WHAT YOU SHOULD DO:
What is the number of lines in the data that hold the string "Deserialize"? Reply with that number only.

SUPPLIED INFORMATION:
//! Audit recorder
//!
//! The write/read facade over an [`AuditStore`]. Recording is best-effort:
//! a storage failure is caught here, logged for operators, and surfaced
//! only through [`AuditRecorder::record`]'s own result. It must never
//! affect the outcome of the operation being audited — the caller's
//! primary action already happened by the time it is recorded.

use chrono::{DateTime, Utc};
use shopflow_common::types::Pagination;
use std::sync::Arc;
use tracing::error;

use super::models::{AuditEvent, AuditFilter, AuditPage, AuditStats, NewAuditEvent};
use super::store::AuditStore;
use crate::error::AuditResult;

/// Facade over the audit history
///
/// Cheap to clone; clones share the same store.
#[derive(Clone)]
pub struct AuditRecorder {
    store: Arc<dyn AuditStore>,
}

impl AuditRecorder {
    pub fn new(store: Arc<dyn AuditStore>) -> Self {
        Self { store }
    }

    /// Append one audit event, best-effort
    ///
    /// On storage failure the error is logged at `error!` and returned as
    /// the `Err` value; it is never raised past this call. Callers audit an
    /// action that has already run, so they ignore the result or at most
    /// inspect it:
    ///
    /// ```no_run
    /// # use std::sync::Arc;
    /// # use shopflow_core::audit::*;
    /// # async fn run(recorder: AuditRecorder, event: NewAuditEvent) {
    /// let _ = recorder.record(event).await;
    /// # }
    /// ```
    pub async fn record(&self, event: NewAuditEvent) -> AuditResult<AuditEvent> {
        match self.store.append(event).await {
            Ok(record) => Ok(record),
            Err(err) => {
                error!(error = %err, "Failed to append audit event; continuing");
                Err(err)
            },
        }
    }

    /// Filtered, paginated read over the history, newest first
    ///
    /// `filter.end_date` is treated as a calendar-day bound: it is
    /// normalized to 23:59:59.999 of its day before comparison, so a bound
    /// of 2024-01-15 includes everything recorded on the 15th.
    pub async fn query(&self, filter: AuditFilter, page: Pagination) -> AuditResult<AuditPage> {
        let filter = AuditFilter {
            end_date: filter.end_date.map(end_of_day),
            ..filter
        };
        self.store.query(&filter, &page).await
    }

    /// Aggregate statistics over the entire history
    pub async fn stats(&self) -> AuditResult<AuditStats> {
        self.store.stats().await
    }
}

/// 23:59:59.999 of the timestamp's calendar day (UTC)
fn end_of_day(ts: DateTime<Utc>) -> DateTime<Utc> {
    ts.date_naive()
        .and_hms_milli_opt(23, 59, 59, 999)
        .map(|naive| naive.and_utc())
        .unwrap_or(ts)
}
//! Core-specific error types

use thiserror::Error;
use uuid::Uuid;

/// Result type alias for audit-store operations
pub type AuditResult<T> = std::result::Result<T, AuditError>;

/// Errors raised by the audit store backends
///
/// These never reach the end user: audit recording is best-effort, and
/// callers of [`crate::audit::AuditRecorder::record`] treat an `Err` as a
/// logged, non-fatal outcome.
#[derive(Error, Debug)]
pub enum AuditError {
    /// SQL query or connection error
    #[error("Database error: {0}")]
    Database(#[from] sqlx::Error),

    /// Schema migration failure
    #[error("Migration error: {0}")]
    Migrate(#[from] sqlx::migrate::MigrateError),

    /// Storage backend rejected or could not service the call
    #[error("Audit store unavailable: {0}")]
    Unavailable(String),

    /// A stored row no longer parses into the closed domain enumerations
    #[error("Stored audit event {id} has invalid {field}: '{value}'")]
    Decode {
        id: Uuid,
        field: &'static str,
        value: String,
    },

    /// Shared shopflow error (enum parsing, configuration)
    #[error("Shopflow error: {0}")]
    Shopflow(#[from] shopflow_common::ShopflowError),
}

impl AuditError {
    /// Create an unavailability error with backend context
    pub fn unavailable(message: impl Into<String>) -> Self {
        Self::Unavailable(message.into())
    }
}
//! Configuration management

use serde::{Deserialize, Serialize};
use sqlx::postgres::{PgPool, PgPoolOptions};
use std::time::Duration;
use tracing::info;

use crate::error::AuditResult;

// ============================================================================
// Database Configuration Constants
// ============================================================================

/// Default database URL for local development.
pub const DEFAULT_DATABASE_URL: &str = "postgresql://localhost/shopflow";

/// Default maximum database connections in the pool.
pub const DEFAULT_DATABASE_MAX_CONNECTIONS: u32 = 10;

/// Default minimum database connections in the pool.
pub const DEFAULT_DATABASE_MIN_CONNECTIONS: u32 = 2;

/// Default database connection timeout in seconds.
pub const DEFAULT_DATABASE_CONNECT_TIMEOUT_SECS: u64 = 10;

/// Default database idle timeout in seconds (10 minutes).
pub const DEFAULT_DATABASE_IDLE_TIMEOUT_SECS: u64 = 600;

/// Database configuration for the Postgres audit store
#[derive(Debug, Clone, Serialize, Deserialize)]
pub struct DbConfig {
    pub url: String,
    pub max_connections: u32,
    pub min_connections: u32,
    pub connect_timeout_secs: u64,
    pub idle_timeout_secs: u64,
}

impl Default for DbConfig {
    fn default() -> Self {
        Self {
            url: DEFAULT_DATABASE_URL.to_string(),
            max_connections: DEFAULT_DATABASE_MAX_CONNECTIONS,
            min_connections: DEFAULT_DATABASE_MIN_CONNECTIONS,
            connect_timeout_secs: DEFAULT_DATABASE_CONNECT_TIMEOUT_SECS,
            idle_timeout_secs: DEFAULT_DATABASE_IDLE_TIMEOUT_SECS,
        }
    }
}

impl DbConfig {
    /// Load configuration from environment and defaults
    ///
    /// Reads `DATABASE_URL`, `DATABASE_MAX_CONNECTIONS`,
    /// `DATABASE_MIN_CONNECTIONS`, `DATABASE_CONNECT_TIMEOUT`, and
    /// `DATABASE_IDLE_TIMEOUT`; a local `.env` file is honored.
    pub fn load() -> Self {
        dotenvy::dotenv().ok();

        Self {
            url: std::env::var("DATABASE_URL")
                .unwrap_or_else(|_| DEFAULT_DATABASE_URL.to_string()),
            max_connections: std::env::var("DATABASE_MAX_CONNECTIONS")
                .ok()
                .and_then(|s| s.parse().ok())
                .unwrap_or(DEFAULT_DATABASE_MAX_CONNECTIONS),
            min_connections: std::env::var("DATABASE_MIN_CONNECTIONS")
                .ok()
                .and_then(|s| s.parse().ok())
                .unwrap_or(DEFAULT_DATABASE_MIN_CONNECTIONS),
            connect_timeout_secs: std::env::var("DATABASE_CONNECT_TIMEOUT")
                .ok()
                .and_then(|s| s.parse().ok())
                .unwrap_or(DEFAULT_DATABASE_CONNECT_TIMEOUT_SECS),
            idle_timeout_secs: std::env::var("DATABASE_IDLE_TIMEOUT")
                .ok()
                .and_then(|s| s.parse().ok())
                .unwrap_or(DEFAULT_DATABASE_IDLE_TIMEOUT_SECS),
        }
    }

    /// Build a connection pool from this configuration
    pub async fn connect(&self) -> AuditResult<PgPool> {
        let pool = PgPoolOptions::new()
            .max_connections(self.max_connections)
            .min_connections(self.min_connections)
            .acquire_timeout(Duration::from_secs(self.connect_timeout_secs))
            .idle_timeout(Duration::from_secs(self.idle_timeout_secs))
            .connect(&self.url)
            .await?;

        info!(
            max_connections = self.max_connections,
            "Database pool initialized"
        );

        Ok(pool)
    }
}
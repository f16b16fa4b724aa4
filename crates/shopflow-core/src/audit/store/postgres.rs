//! Postgres-backed audit store

use async_trait::async_trait;
use chrono::{DateTime, Utc};
use serde_json::Value as JsonValue;
use shopflow_common::types::Pagination;
use sqlx::PgPool;
use std::collections::HashMap;
use tracing::debug;
use uuid::Uuid;

use super::AuditStore;
use crate::audit::models::{
    AuditAction, AuditEvent, AuditFilter, AuditPage, AuditStats, NewAuditEvent,
};
use crate::error::{AuditError, AuditResult};

/// Durable audit store over a Postgres `audit_events` table
#[derive(Debug, Clone)]
pub struct PgAuditStore {
    pool: PgPool,
}

const EVENT_COLUMNS: &str = "id, actor_id, action, entity_type, entity_id, \
                             entity_name, details, status, error_message, created_at";

impl PgAuditStore {
    pub fn new(pool: PgPool) -> Self {
        Self { pool }
    }

    /// Run the embedded schema migrations
    pub async fn migrate(&self) -> AuditResult<()> {
        sqlx::migrate!("./migrations").run(&self.pool).await?;
        Ok(())
    }
}

/// Raw row shape; enum columns are stored as TEXT and parsed on read
#[derive(Debug, sqlx::FromRow)]
struct AuditEventRow {
    id: Uuid,
    actor_id: Option<Uuid>,
    action: String,
    entity_type: String,
    entity_id: Option<String>,
    entity_name: Option<String>,
    details: Option<JsonValue>,
    status: String,
    error_message: Option<String>,
    created_at: DateTime<Utc>,
}

impl TryFrom<AuditEventRow> for AuditEvent {
    type Error = AuditError;

    fn try_from(row: AuditEventRow) -> Result<Self, Self::Error> {
        let action = row.action.parse().map_err(|_| AuditError::Decode {
            id: row.id,
            field: "action",
            value: row.action.clone(),
        })?;
        let entity_type = row.entity_type.parse().map_err(|_| AuditError::Decode {
            id: row.id,
            field: "entity_type",
            value: row.entity_type.clone(),
        })?;
        let status = row.status.parse().map_err(|_| AuditError::Decode {
            id: row.id,
            field: "status",
            value: row.status.clone(),
        })?;

        Ok(AuditEvent {
            id: row.id,
            actor_id: row.actor_id,
            action,
            entity_type,
            entity_id: row.entity_id,
            entity_name: row.entity_name,
            details: row.details,
            status,
            error_message: row.error_message,
            created_at: row.created_at,
        })
    }
}

/// Escape LIKE metacharacters and wrap in wildcards for a substring match
fn like_pattern(search: &str) -> String {
    let escaped = search
        .replace('\\', "\\\\")
        .replace('%', "\\%")
        .replace('_', "\\_");
    format!("%{escaped}%")
}

/// WHERE clause fragments for an [`AuditFilter`], `$n` placeholders
/// numbered from 1 in filter-field order
fn filter_conditions(filter: &AuditFilter) -> Vec<String> {
    let mut bind_count = 1;
    let mut conditions = Vec::new();

    if filter.action.is_some() {
        conditions.push(format!("action = ${bind_count}"));
        bind_count += 1;
    }
    if filter.entity_type.is_some() {
        conditions.push(format!("entity_type = ${bind_count}"));
        bind_count += 1;
    }
    if filter.status.is_some() {
        conditions.push(format!("status = ${bind_count}"));
        bind_count += 1;
    }
    if filter.search.is_some() {
        // One bind reused for both columns
        conditions.push(format!(
            "(entity_name ILIKE ${bind_count} OR error_message ILIKE ${bind_count})"
        ));
        bind_count += 1;
    }
    if filter.start_date.is_some() {
        conditions.push(format!("created_at >= ${bind_count}"));
        bind_count += 1;
    }
    if filter.end_date.is_some() {
        conditions.push(format!("created_at <= ${bind_count}"));
    }

    conditions
}

#[async_trait]
impl AuditStore for PgAuditStore {
    async fn append(&self, event: NewAuditEvent) -> AuditResult<AuditEvent> {
        let row = sqlx::query_as::<_, AuditEventRow>(&format!(
            r#"
            INSERT INTO audit_events (
                actor_id, action, entity_type, entity_id,
                entity_name, details, status, error_message
            )
            VALUES ($1, $2, $3, $4, $5, $6, $7, $8)
            RETURNING {EVENT_COLUMNS}
            "#
        ))
        .bind(event.actor_id)
        .bind(event.action.as_str())
        .bind(event.entity_type.as_str())
        .bind(&event.entity_id)
        .bind(&event.entity_name)
        .bind(&event.details)
        .bind(event.status.as_str())
        .bind(&event.error_message)
        .fetch_one(&self.pool)
        .await?;

        let record = AuditEvent::try_from(row)?;

        debug!(
            audit_id = %record.id,
            action = %record.action,
            entity_type = %record.entity_type,
            status = %record.status,
            "Appended audit event"
        );

        Ok(record)
    }

    async fn query(&self, filter: &AuditFilter, page: &Pagination) -> AuditResult<AuditPage> {
        let conditions = filter_conditions(filter);
        let mut where_clause = String::from("WHERE 1=1");
        for condition in &conditions {
            where_clause.push_str(" AND ");
            where_clause.push_str(condition);
        }

        let next_bind = conditions.len() + 1;
        let page_sql = format!(
            "SELECT {EVENT_COLUMNS} FROM audit_events {where_clause} \
             ORDER BY created_at DESC LIMIT ${next_bind} OFFSET ${}",
            next_bind + 1
        );
        let count_sql = format!("SELECT COUNT(*) FROM audit_events {where_clause}");

        let mut page_query = sqlx::query_as::<_, AuditEventRow>(&page_sql);
        let mut count_query = sqlx::query_scalar::<_, i64>(&count_sql);

        // Bind parameters in filter-field order, matching filter_conditions
        if let Some(action) = filter.action {
            page_query = page_query.bind(action.as_str());
            count_query = count_query.bind(action.as_str());
        }
        if let Some(entity_type) = filter.entity_type {
            page_query = page_query.bind(entity_type.as_str());
            count_query = count_query.bind(entity_type.as_str());
        }
        if let Some(status) = filter.status {
            page_query = page_query.bind(status.as_str());
            count_query = count_query.bind(status.as_str());
        }
        if let Some(ref search) = filter.search {
            let pattern = like_pattern(search);
            page_query = page_query.bind(pattern.clone());
            count_query = count_query.bind(pattern);
        }
        if let Some(start_date) = filter.start_date {
            page_query = page_query.bind(start_date);
            count_query = count_query.bind(start_date);
        }
        if let Some(end_date) = filter.end_date {
            page_query = page_query.bind(end_date);
            count_query = count_query.bind(end_date);
        }

        page_query = page_query
            .bind(i64::from(page.limit()))
            .bind(page.offset() as i64);

        let rows = page_query.fetch_all(&self.pool).await?;
        let total_count = count_query.fetch_one(&self.pool).await?;

        let events = rows
            .into_iter()
            .map(AuditEvent::try_from)
            .collect::<Result<Vec<_>, _>>()?;

        debug!(count = events.len(), total = total_count, "Queried audit events");

        Ok(AuditPage {
            events,
            total_count: total_count.max(0) as u64,
        })
    }

    async fn stats(&self) -> AuditResult<AuditStats> {
        let (total_logs, failed_logs): (i64, i64) = sqlx::query_as(
            r#"
            SELECT COUNT(*), COUNT(*) FILTER (WHERE status = 'FAILED')
            FROM audit_events
            "#,
        )
        .fetch_one(&self.pool)
        .await?;

        let action_rows = sqlx::query_as::<_, (String, i64)>(
            "SELECT action, COUNT(*) FROM audit_events GROUP BY action",
        )
        .fetch_all(&self.pool)
        .await?;

        let mut action_counts = HashMap::new();
        for (action, count) in action_rows {
            let action: AuditAction = action.parse()?;
            action_counts.insert(action, count.max(0) as u64);
        }

        Ok(AuditStats::from_counts(
            total_logs.max(0) as u64,
            failed_logs.max(0) as u64,
            action_counts,
        ))
    }
}
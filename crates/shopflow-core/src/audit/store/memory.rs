//! In-memory audit store
//!
//! Backs the audit trail with a process-local vector. Used by the test
//! suite and by embedders that want the workflow/audit contract without a
//! database. Query semantics match [`super::PgAuditStore`].

use async_trait::async_trait;
use chrono::Utc;
use shopflow_common::types::Pagination;
use std::collections::HashMap;
use tokio::sync::RwLock;
use tracing::debug;
use uuid::Uuid;

use super::AuditStore;
use crate::audit::models::{
    AuditEvent, AuditFilter, AuditPage, AuditStats, AuditStatus, NewAuditEvent,
};
use crate::error::AuditResult;

/// Process-local audit store
#[derive(Debug, Default)]
pub struct MemoryAuditStore {
    events: RwLock<Vec<AuditEvent>>,
}

impl MemoryAuditStore {
    pub fn new() -> Self {
        Self::default()
    }

    /// Create a store pre-seeded with events, timestamps and all
    ///
    /// Intended for tests and for embedders restoring a snapshot.
    pub fn with_events(events: Vec<AuditEvent>) -> Self {
        Self {
            events: RwLock::new(events),
        }
    }

    /// Number of stored events
    pub async fn len(&self) -> usize {
        self.events.read().await.len()
    }

    pub async fn is_empty(&self) -> bool {
        self.events.read().await.is_empty()
    }
}

fn matches(event: &AuditEvent, filter: &AuditFilter) -> bool {
    if let Some(action) = filter.action {
        if event.action != action {
            return false;
        }
    }
    if let Some(entity_type) = filter.entity_type {
        if event.entity_type != entity_type {
            return false;
        }
    }
    if let Some(status) = filter.status {
        if event.status != status {
            return false;
        }
    }
    if let Some(ref search) = filter.search {
        let needle = search.to_lowercase();
        let name_hit = event
            .entity_name
            .as_deref()
            .is_some_and(|name| name.to_lowercase().contains(&needle));
        let error_hit = event
            .error_message
            .as_deref()
            .is_some_and(|msg| msg.to_lowercase().contains(&needle));
        if !name_hit && !error_hit {
            return false;
        }
    }
    if let Some(start) = filter.start_date {
        if event.created_at < start {
            return false;
        }
    }
    if let Some(end) = filter.end_date {
        if event.created_at > end {
            return false;
        }
    }
    true
}

#[async_trait]
impl AuditStore for MemoryAuditStore {
    async fn append(&self, event: NewAuditEvent) -> AuditResult<AuditEvent> {
        let record = AuditEvent {
            id: Uuid::new_v4(),
            actor_id: event.actor_id,
            action: event.action,
            entity_type: event.entity_type,
            entity_id: event.entity_id,
            entity_name: event.entity_name,
            details: event.details,
            status: event.status,
            error_message: event.error_message,
            created_at: Utc::now(),
        };

        let mut events = self.events.write().await;
        events.push(record.clone());

        debug!(
            audit_id = %record.id,
            action = %record.action,
            entity_type = %record.entity_type,
            "Appended audit event"
        );

        Ok(record)
    }

    async fn query(&self, filter: &AuditFilter, page: &Pagination) -> AuditResult<AuditPage> {
        let events = self.events.read().await;

        let mut filtered: Vec<&AuditEvent> =
            events.iter().filter(|event| matches(event, filter)).collect();
        filtered.sort_by(|a, b| b.created_at.cmp(&a.created_at));

        let total_count = filtered.len() as u64;
        let offset = page.offset() as usize;
        let limit = page.limit() as usize;

        let events = filtered
            .into_iter()
            .skip(offset)
            .take(limit)
            .cloned()
            .collect();

        Ok(AuditPage {
            events,
            total_count,
        })
    }

    async fn stats(&self) -> AuditResult<AuditStats> {
        let events = self.events.read().await;

        let total_logs = events.len() as u64;
        let failed_logs = events
            .iter()
            .filter(|event| event.status == AuditStatus::Failed)
            .count() as u64;

        let mut action_counts = HashMap::new();
        for event in events.iter() {
            *action_counts.entry(event.action).or_insert(0) += 1;
        }

        Ok(AuditStats::from_counts(total_logs, failed_logs, action_counts))
    }
}
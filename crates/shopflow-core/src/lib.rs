//! Shopflow Core Library
//!
//! Embeddable core for the shopflow shop-management system: the job-order
//! status workflow and the append-only audit trail.
//!
//! # Overview
//!
//! Two cooperating components:
//!
//! - **[`workflow::WorkflowEngine`]**: a pure decision function over the
//!   job-order status state machine. Given the current status, the requested
//!   status, and the actor's role, it decides whether the transition is
//!   allowed and, if not, why. No I/O, no side effects.
//! - **[`audit::AuditRecorder`]**: durable, append-only recording of every
//!   mutating action with success/failure outcome, plus filtered/paginated
//!   retrieval and aggregate statistics. Storage is pluggable via the
//!   [`audit::AuditStore`] trait, with Postgres ([`audit::PgAuditStore`])
//!   and in-memory ([`audit::MemoryAuditStore`]) backends.
//!
//! The intended call pattern for a host application (an HTTP layer, say):
//! ask the engine whether a transition is permitted, apply the mutation only
//! on `Allowed`, then record the attempt either way. Audit recording is
//! best-effort: a storage failure is logged and surfaced through
//! [`audit::AuditRecorder::record`]'s own result, never past it.
//!
//! # Example
//!
//! ```no_run
//! use std::sync::Arc;
//! use shopflow_core::audit::{AuditRecorder, MemoryAuditStore, NewAuditEvent};
//! use shopflow_core::audit::{AuditAction, AuditStatus, EntityType};
//! use shopflow_core::workflow::{JobOrderStatus, Role, WorkflowEngine};
//!
//! # #[tokio::main]
//! # async fn main() {
//! let engine = WorkflowEngine::standard();
//! let recorder = AuditRecorder::new(Arc::new(MemoryAuditStore::new()));
//!
//! let result = engine.evaluate(
//!     JobOrderStatus::Draft,
//!     JobOrderStatus::Estimated,
//!     Role::ServiceAdvisor,
//! );
//!
//! let event = NewAuditEvent::builder()
//!     .action(AuditAction::Update)
//!     .entity_type(EntityType::JobOrder)
//!     .entity_name("JO-1042")
//!     .status(if result.is_allowed() {
//!         AuditStatus::Success
//!     } else {
//!         AuditStatus::Failed
//!     })
//!     .build();
//!
//! // Best-effort: a failure here must not affect the job order itself.
//! let _ = recorder.record(event).await;
//! # }
//! ```

pub mod audit;
pub mod config;
pub mod error;
pub mod workflow;

// Re-export commonly used types
pub use error::{AuditError, AuditResult};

WRITTEN ANSWER:
2